The PI mention in the interview that she wants someone for 2 years, I wouldn't want to burn a bridge by agreeing to that and then applying for the 2019 cycle and leaving after a year anyways. TBH I've been looking for a research position for about two months now and the large majority seem to want a tech for at least two years
 
The PI mention in the interview that she wants someone for 2 years, I wouldn't want to burn a bridge by agreeing to that and then applying for the 2019 cycle and leaving after a year anyways. TBH I've been looking for a research position for about two months now and the large majority seem to want a tech for at least two years

If you don't mind waiting another year it really would strengthen your app some more! However make sure your MCAT test date is still viable (doesn't expire) for the class you want to matriculate into.
 
Lab tech position. Do hard work, earn opportunities to either (1) create your own research project, or (2) become a collaborator with another researcher on their study.
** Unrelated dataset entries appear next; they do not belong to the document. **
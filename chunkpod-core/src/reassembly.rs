//! Reassembly: collect chunk records from any number of sources, detect gaps by order,
//! and rebuild the original bytes once the whole-file checksum verifies.

use std::collections::{BTreeMap, BTreeSet};

use crate::chunk::ChunkRecord;
use crate::identity::{checksum_to_hex, Checksum, FileId};
use crate::integrity;

/// Result of offering one chunk to a [`ChunkSet`].
#[derive(Debug, Clone, Copy, PartialEq, Eq)]
pub enum InsertOutcome {
    /// First copy of this order; kept.
    Added,
    /// Order already present; the earlier copy is kept.
    Duplicate,
    /// `order >= num_chunks`; dropped.
    OutOfRange,
    /// File id, checksum, name or chunk count disagrees with the accepted chunks; dropped.
    Mismatched,
}

/// Chunks of one file keyed by order. Per-file metadata comes from the first chunk.
#[derive(Debug, Clone)]
pub struct ChunkSet {
    file_id: FileId,
    num_chunks: u16,
    file_checksum: Checksum,
    file_name: String,
    chunks: BTreeMap<u16, ChunkRecord>,
}

impl ChunkSet {
    /// Start a set from its first chunk.
    pub fn new(first: ChunkRecord) -> Self {
        let mut set = Self {
            file_id: first.file_id,
            num_chunks: first.num_chunks,
            file_checksum: first.file_checksum,
            file_name: first.file_name.clone(),
            chunks: BTreeMap::new(),
        };
        set.insert(first);
        set
    }

    /// Build from an arbitrary collection, in iteration order. `None` if empty.
    pub fn from_chunks(chunks: impl IntoIterator<Item = ChunkRecord>) -> Option<Self> {
        let mut iter = chunks.into_iter();
        let mut set = Self::new(iter.next()?);
        for chunk in iter {
            set.insert(chunk);
        }
        Some(set)
    }

    pub fn insert(&mut self, chunk: ChunkRecord) -> InsertOutcome {
        if !self.matches_file(&chunk) {
            return InsertOutcome::Mismatched;
        }
        if chunk.order >= self.num_chunks {
            return InsertOutcome::OutOfRange;
        }
        if self.chunks.contains_key(&chunk.order) {
            return InsertOutcome::Duplicate;
        }
        self.chunks.insert(chunk.order, chunk);
        InsertOutcome::Added
    }

    /// Swap in another copy of an order already held. Returns the displaced copy, or
    /// `None` (and leaves the set untouched) if the chunk does not fit this set.
    pub fn replace(&mut self, chunk: ChunkRecord) -> Option<ChunkRecord> {
        if !self.matches_file(&chunk) || !self.chunks.contains_key(&chunk.order) {
            return None;
        }
        self.chunks.insert(chunk.order, chunk)
    }

    /// True if the chunk carries this set's file id and per-file metadata.
    pub fn matches_file(&self, chunk: &ChunkRecord) -> bool {
        chunk.file_id == self.file_id
            && chunk.num_chunks == self.num_chunks
            && chunk.file_checksum == self.file_checksum
            && chunk.file_name == self.file_name
    }

    pub fn get(&self, order: u16) -> Option<&ChunkRecord> {
        self.chunks.get(&order)
    }

    pub fn file_id(&self) -> FileId {
        self.file_id
    }

    pub fn num_chunks(&self) -> u16 {
        self.num_chunks
    }

    pub fn file_checksum(&self) -> &Checksum {
        &self.file_checksum
    }

    pub fn file_name(&self) -> &str {
        &self.file_name
    }

    /// Number of distinct orders held.
    pub fn len(&self) -> usize {
        self.chunks.len()
    }

    pub fn is_empty(&self) -> bool {
        self.chunks.is_empty()
    }

    /// Orders in `0..num_chunks` not yet held.
    pub fn missing_orders(&self) -> BTreeSet<u16> {
        (0..self.num_chunks)
            .filter(|o| !self.chunks.contains_key(o))
            .collect()
    }

    pub fn is_complete(&self) -> bool {
        self.chunks.len() == self.num_chunks as usize
    }

    /// Concatenate chunk data in ascending order and verify the file checksum.
    /// Uses each order exactly once.
    pub fn reassemble(&self) -> Result<Vec<u8>, ReassemblyError> {
        let missing = self.missing_orders();
        if !missing.is_empty() {
            return Err(ReassemblyError::Incomplete(missing));
        }
        let digest = integrity::checksum_of_parts(self.chunks.values().map(|c| c.data.as_slice()));
        if digest != self.file_checksum {
            return Err(ReassemblyError::ChecksumMismatch);
        }
        let total: usize = self.chunks.values().map(|c| c.data.len()).sum();
        let mut out = Vec::with_capacity(total);
        for chunk in self.chunks.values() {
            out.extend_from_slice(&chunk.data);
        }
        Ok(out)
    }

    /// Name the reconstructed file is persisted under.
    pub fn output_file_name(&self) -> String {
        output_file_name(&self.file_checksum, &self.file_name)
    }
}

/// `<hex checksum>_<file name>`, using only the final component of the carried name.
pub fn output_file_name(checksum: &Checksum, file_name: &str) -> String {
    let base = file_name
        .rsplit(['/', '\\'])
        .find(|part| !part.is_empty() && *part != "." && *part != "..")
        .unwrap_or("file");
    format!("{}_{}", checksum_to_hex(checksum), base)
}

#[derive(Debug, thiserror::Error, PartialEq, Eq)]
pub enum ReassemblyError {
    #[error("missing chunk orders {0:?}")]
    Incomplete(BTreeSet<u16>),
    #[error("checksum mismatch after reassembly")]
    ChecksumMismatch,
}
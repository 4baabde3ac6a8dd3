//! ChunkPod wire protocol: command tags and typed messages.

use crate::chunk::{ChunkDecodeError, ChunkEncodeError, ChunkRecord, CHUNK_HEADER_LEN};
use crate::identity::{FileId, FileIdError, FILE_ID_HEX_LEN};
use crate::node::{Node, NodeDecodeError, NODE_LEN};
use crate::wire::{encode_frame, Frame, FrameEncodeError};

/// Width of every command tag.
pub const TAG_LEN: usize = 4;

/// RETRY payload: hex file id + 2-byte big-endian order.
pub const RETRY_PAYLOAD_LEN: usize = FILE_ID_HEX_LEN + 2;

/// Closed set of 4-byte opcodes prefixing every message.
#[derive(Debug, Clone, Copy, PartialEq, Eq, Hash)]
pub enum Command {
    Connect,
    Upload,
    Download,
    Retry,
    Terminate,
    Acknowledge,
    Error,
    Data,
    Peer,
    Disconnect,
    /// Reserved.
    Transfer,
    /// Reserved.
    Initialize,
}

impl Command {
    pub const ALL: [Command; 12] = [
        Command::Connect,
        Command::Upload,
        Command::Download,
        Command::Retry,
        Command::Terminate,
        Command::Acknowledge,
        Command::Error,
        Command::Data,
        Command::Peer,
        Command::Disconnect,
        Command::Transfer,
        Command::Initialize,
    ];

    pub const fn tag(self) -> &'static [u8; TAG_LEN] {
        match self {
            Command::Connect => b"CON:",
            Command::Upload => b"UPL:",
            Command::Download => b"DOW:",
            Command::Retry => b"RET:",
            Command::Terminate => b"TER:",
            Command::Acknowledge => b"ACK:",
            Command::Error => b"ERR:",
            Command::Data => b"DAT:",
            Command::Peer => b"PER:",
            Command::Disconnect => b"DIS:",
            Command::Transfer => b"TRA:",
            Command::Initialize => b"INI:",
        }
    }

    pub fn from_tag(tag: &[u8]) -> Option<Self> {
        Self::ALL.into_iter().find(|c| c.tag().as_slice() == tag)
    }

    /// Bytes of raw binary at the start of the payload. These may contain `\n`, so a
    /// frame decoder must skip them before looking for the terminating newline.
    pub const fn binary_prefix_len(self) -> usize {
        match self {
            Command::Connect | Command::Peer => NODE_LEN,
            Command::Upload | Command::Data => CHUNK_HEADER_LEN,
            Command::Retry => RETRY_PAYLOAD_LEN,
            _ => 0,
        }
    }
}

/// Every message type. Each variant maps to exactly one [`Command`].
#[derive(Debug, Clone, PartialEq, Eq)]
pub enum Message {
    /// Introduce `node` (the sender's own address) to the receiver.
    Connect { node: Node },
    Upload { chunk: ChunkRecord },
    Download { file_id: FileId },
    Retry { file_id: FileId, order: u16 },
    /// Ends a DATA/PEER response stream.
    Terminate,
    Acknowledge { file_id: FileId },
    Error,
    Data { chunk: ChunkRecord },
    Peer { node: Node },
    Disconnect,
}

impl Message {
    pub fn command(&self) -> Command {
        match self {
            Message::Connect { .. } => Command::Connect,
            Message::Upload { .. } => Command::Upload,
            Message::Download { .. } => Command::Download,
            Message::Retry { .. } => Command::Retry,
            Message::Terminate => Command::Terminate,
            Message::Acknowledge { .. } => Command::Acknowledge,
            Message::Error => Command::Error,
            Message::Data { .. } => Command::Data,
            Message::Peer { .. } => Command::Peer,
            Message::Disconnect => Command::Disconnect,
        }
    }

    fn payload(&self) -> Result<Vec<u8>, ChunkEncodeError> {
        Ok(match self {
            Message::Connect { node } | Message::Peer { node } => node.encode().to_vec(),
            Message::Upload { chunk } | Message::Data { chunk } => chunk.encode()?,
            Message::Download { file_id } | Message::Acknowledge { file_id } => {
                file_id.to_hex().into_bytes()
            }
            Message::Retry { file_id, order } => {
                let mut out = file_id.to_hex().into_bytes();
                out.extend_from_slice(&order.to_be_bytes());
                out
            }
            Message::Terminate | Message::Error | Message::Disconnect => Vec::new(),
        })
    }

    /// Encode into one frame: tag + payload + newline.
    pub fn encode(&self) -> Result<Vec<u8>, FrameEncodeError> {
        let payload = self.payload()?;
        encode_frame(self.command(), &payload)
    }

    /// Interpret a decoded frame.
    pub fn decode(frame: &Frame) -> Result<Self, MessageDecodeError> {
        let command =
            Command::from_tag(&frame.tag).ok_or(MessageDecodeError::UnknownCommand(frame.tag))?;
        let p = frame.payload.as_slice();
        let msg = match command {
            Command::Connect => Message::Connect {
                node: Node::decode(p)?,
            },
            Command::Peer => Message::Peer {
                node: Node::decode(p)?,
            },
            Command::Upload => Message::Upload {
                chunk: ChunkRecord::decode(p)?,
            },
            Command::Data => Message::Data {
                chunk: ChunkRecord::decode(p)?,
            },
            Command::Download => Message::Download {
                file_id: FileId::from_hex(p)?,
            },
            Command::Acknowledge => Message::Acknowledge {
                file_id: FileId::from_hex(p)?,
            },
            Command::Retry => {
                if p.len() != RETRY_PAYLOAD_LEN {
                    return Err(MessageDecodeError::Length {
                        command,
                        expected: RETRY_PAYLOAD_LEN,
                        actual: p.len(),
                    });
                }
                Message::Retry {
                    file_id: FileId::from_hex(&p[..FILE_ID_HEX_LEN])?,
                    order: u16::from_be_bytes([p[FILE_ID_HEX_LEN], p[FILE_ID_HEX_LEN + 1]]),
                }
            }
            Command::Terminate => Message::Terminate,
            Command::Error => Message::Error,
            Command::Disconnect => Message::Disconnect,
            Command::Transfer | Command::Initialize => {
                return Err(MessageDecodeError::Reserved(command))
            }
        };
        Ok(msg)
    }
}

/// Frame was well-formed but its payload could not be interpreted.
#[derive(Debug, thiserror::Error, PartialEq, Eq)]
pub enum MessageDecodeError {
    #[error("unknown command tag {0:?}")]
    UnknownCommand([u8; TAG_LEN]),
    #[error("reserved command {0:?}")]
    Reserved(Command),
    #[error("{command:?} payload must be {expected} bytes, got {actual}")]
    Length {
        command: Command,
        expected: usize,
        actual: usize,
    },
    #[error("bad node: {0}")]
    Node(#[from] NodeDecodeError),
    #[error("bad chunk: {0}")]
    Chunk(#[from] ChunkDecodeError),
    #[error("bad file id: {0}")]
    FileId(#[from] FileIdError),
}
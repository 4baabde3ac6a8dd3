//! File identity: 128-bit random file identifier and 32-byte file checksum, with hex codecs.

use std::fmt;
use std::str::FromStr;

use serde::{Deserialize, Serialize};
use uuid::Uuid;

/// Hex-encoded length of a [`FileId`] on the wire.
pub const FILE_ID_HEX_LEN: usize = 32;
/// Hex-encoded length of a [`Checksum`] on the wire.
pub const CHECKSUM_HEX_LEN: usize = 64;

/// SHA-256 digest of an entire original file.
pub type Checksum = [u8; 32];

/// Identifier created once per upload; groups every chunk of one file.
#[derive(Debug, Clone, Copy, PartialEq, Eq, Hash, PartialOrd, Ord, Serialize, Deserialize)]
pub struct FileId(Uuid);

impl FileId {
    /// Fresh random (v4) identifier.
    pub fn generate() -> Self {
        FileId(Uuid::new_v4())
    }

    pub fn from_bytes(bytes: [u8; 16]) -> Self {
        FileId(Uuid::from_bytes(bytes))
    }

    pub fn as_bytes(&self) -> &[u8; 16] {
        self.0.as_bytes()
    }

    /// Lowercase 32-char hex of the raw 16 bytes (wire and storage form).
    pub fn to_hex(&self) -> String {
        hex::encode(self.as_bytes())
    }

    /// Parse exactly [`FILE_ID_HEX_LEN`] hex ASCII bytes.
    pub fn from_hex(bytes: &[u8]) -> Result<Self, FileIdError> {
        if bytes.len() != FILE_ID_HEX_LEN {
            return Err(FileIdError::Length(bytes.len()));
        }
        let mut raw = [0u8; 16];
        hex::decode_to_slice(bytes, &mut raw).map_err(|_| FileIdError::Hex)?;
        Ok(Self::from_bytes(raw))
    }
}

impl fmt::Display for FileId {
    fn fmt(&self, f: &mut fmt::Formatter<'_>) -> fmt::Result {
        f.write_str(&self.to_hex())
    }
}

/// Accepts the 32-char hex form as well as the hyphenated UUID form.
impl FromStr for FileId {
    type Err = FileIdError;

    fn from_str(s: &str) -> Result<Self, Self::Err> {
        let s = s.trim();
        if s.len() == FILE_ID_HEX_LEN {
            return Self::from_hex(s.as_bytes());
        }
        Uuid::parse_str(s).map(FileId).map_err(|_| FileIdError::Hex)
    }
}

pub fn checksum_to_hex(checksum: &Checksum) -> String {
    hex::encode(checksum)
}

/// Parse exactly [`CHECKSUM_HEX_LEN`] hex ASCII bytes.
pub fn checksum_from_hex(bytes: &[u8]) -> Result<Checksum, FileIdError> {
    if bytes.len() != CHECKSUM_HEX_LEN {
        return Err(FileIdError::Length(bytes.len()));
    }
    let mut out = [0u8; 32];
    hex::decode_to_slice(bytes, &mut out).map_err(|_| FileIdError::Hex)?;
    Ok(out)
}

#[derive(Debug, thiserror::Error, PartialEq, Eq)]
pub enum FileIdError {
    #[error("unexpected hex length {0}")]
    Length(usize),
    #[error("invalid hex")]
    Hex,
}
This is far more unique than scribing in my opinion.
 
Lab tech, as long as 1) you have a reasonable guarantee of your own project (don't assume, talk to the PI), 2) it's a reasonably sized and productive lab, ie at least 1 postdoc + 1 grad student + 1 other tech, has a track record of several pubs per year, PI has R01 or several multi-year grants (check NIH grant website). Research is fun and rewarding but only in the right environment, some labs are on life support.